It is common for many of us Africans to honor our people when they die more than when alive. I remember an old relative in my upcountry home telling us to buy him a warm blanket and a suit when he is still alive and not to buy them when he is dead to bury him in a nice suit that will rot in the grave. This relative was very correct because he needed the items more when alive than dead, it is true we spend a lot and honor people more when they are dead then when alive.
I thought about this when the Government decided to give Nobel Laureate Prof. Wangari Maathai a state funeral, 2 days (today and tomorrow) declared for mourning and the Kenyan flag to fly at half mast read all the stories here. There is no doubt she deserves the honors of a state burial but despite her excellent education background, efforts to conserve the environment, achievements and honors, she was not given a deserving honor by the Government when alive. Instead of being appointed as the Minister of Environment, Natural Resources and Wildlife she was appointed as an Assistant, surely she deserved a full Ministerial post and Kenyans also talked about it because they loved and adored her for her achievements.

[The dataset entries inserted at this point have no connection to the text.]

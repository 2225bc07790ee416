use std::collections::HashSet;

use idnet_shared::{
    IdRange, Node, NodeRef, Packet, PacketIdError, INTERNAL_RANGE_FROM,
    INTERNAL_RANGE_TO,
};
use idnet_test::{init_logger, Recorder, TestPair, DEFAULT_WAIT};

#[test]
fn internal_range_is_reserved_by_default() {
    init_logger();
    let pair = TestPair::new();
    let engine = &pair.client_engine;

    assert!(engine.is_reserved(INTERNAL_RANGE_FROM));
    assert!(engine.is_reserved(INTERNAL_RANGE_TO));
    assert!(!engine.is_reserved(INTERNAL_RANGE_TO + 1));
    assert_eq!(
        engine.packet(-999_500, vec![1]),
        Err(PacketIdError::ReservedIdViolation { id: -999_500 })
    );
    assert_eq!(engine.reserved_packet(-999_500, vec![1]).id(), -999_500);
}

#[test]
fn reserved_ids_travel_with_the_override() {
    init_logger();
    let pair = TestPair::new();
    let id = pair.server_engine.allocate_reserved_id().expect("free reserved id");

    let recorder = Recorder::new();
    assert_eq!(
        pair.server_engine
            .register_handler(id, |_: &Packet, _: &NodeRef| Ok(())),
        Err(PacketIdError::ReservedIdViolation { id })
    );

    let received = recorder.clone();
    pair.server_engine
        .register_reserved_handler(id, move |packet: &Packet, sender: &NodeRef| {
            received.record(packet, sender);
            Ok(())
        });

    let clients = pair.connect_clients(1);
    let packet = pair.client_engine.reserved_packet(id, vec![8]);
    clients[0].send_packet(&packet).expect("send");

    assert!(recorder.wait_for(1, DEFAULT_WAIT));
    assert_eq!(recorder.received()[0].packet_id, id);
    assert_eq!(recorder.received()[0].payload, vec![8]);
}

#[test]
fn removed_ranges_stay_reserved() {
    init_logger();
    let pair = TestPair::new();
    let engine = &pair.server_engine;

    engine.add_reserved_range(IdRange::new(500, 600));
    engine.remove_reserved_range(IdRange::new(500, 600));

    assert!(engine.is_reserved(550));
    assert_eq!(
        engine.packet(550, Vec::new()),
        Err(PacketIdError::ReservedIdViolation { id: 550 })
    );
    assert!(!engine.reserved_ranges().contains(&IdRange::new(500, 600)));
}

#[test]
fn allocated_ids_are_unique_and_reserved() {
    init_logger();
    let pair = TestPair::new();
    let engine = &pair.server_engine;
    engine.add_reserved_range(IdRange::new(-10, -5));

    let mut seen = HashSet::new();
    for _ in 0..20 {
        let id = engine.allocate_reserved_id().expect("plenty of ids left");
        assert!(engine.is_reserved(id));
        assert!(seen.insert(id), "id {id} handed out twice");
    }
}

She was very different from many African Women leaders because she valued African culture this can be seen in her name and the way she dressed, also on her beautiful photos of her in African attire. She was a woman of action apart from sitting in and addressing conferences, boardroom meetings on Environment; she went out of her way to plant the trees herself and risked her life when protesting depletion of forest and nature. She was also humble.
Many African leaders issue appointments based on loyalties and gender, Prof. Maathai’s case is a good example and it is time for leaders to honor and appoint personalities for their achievements when they are alive.
If not for her ailment leading to death and age, she would be a Presidential candidate to reckon with in the coming elections in Kenya.
RIP Mama Africa.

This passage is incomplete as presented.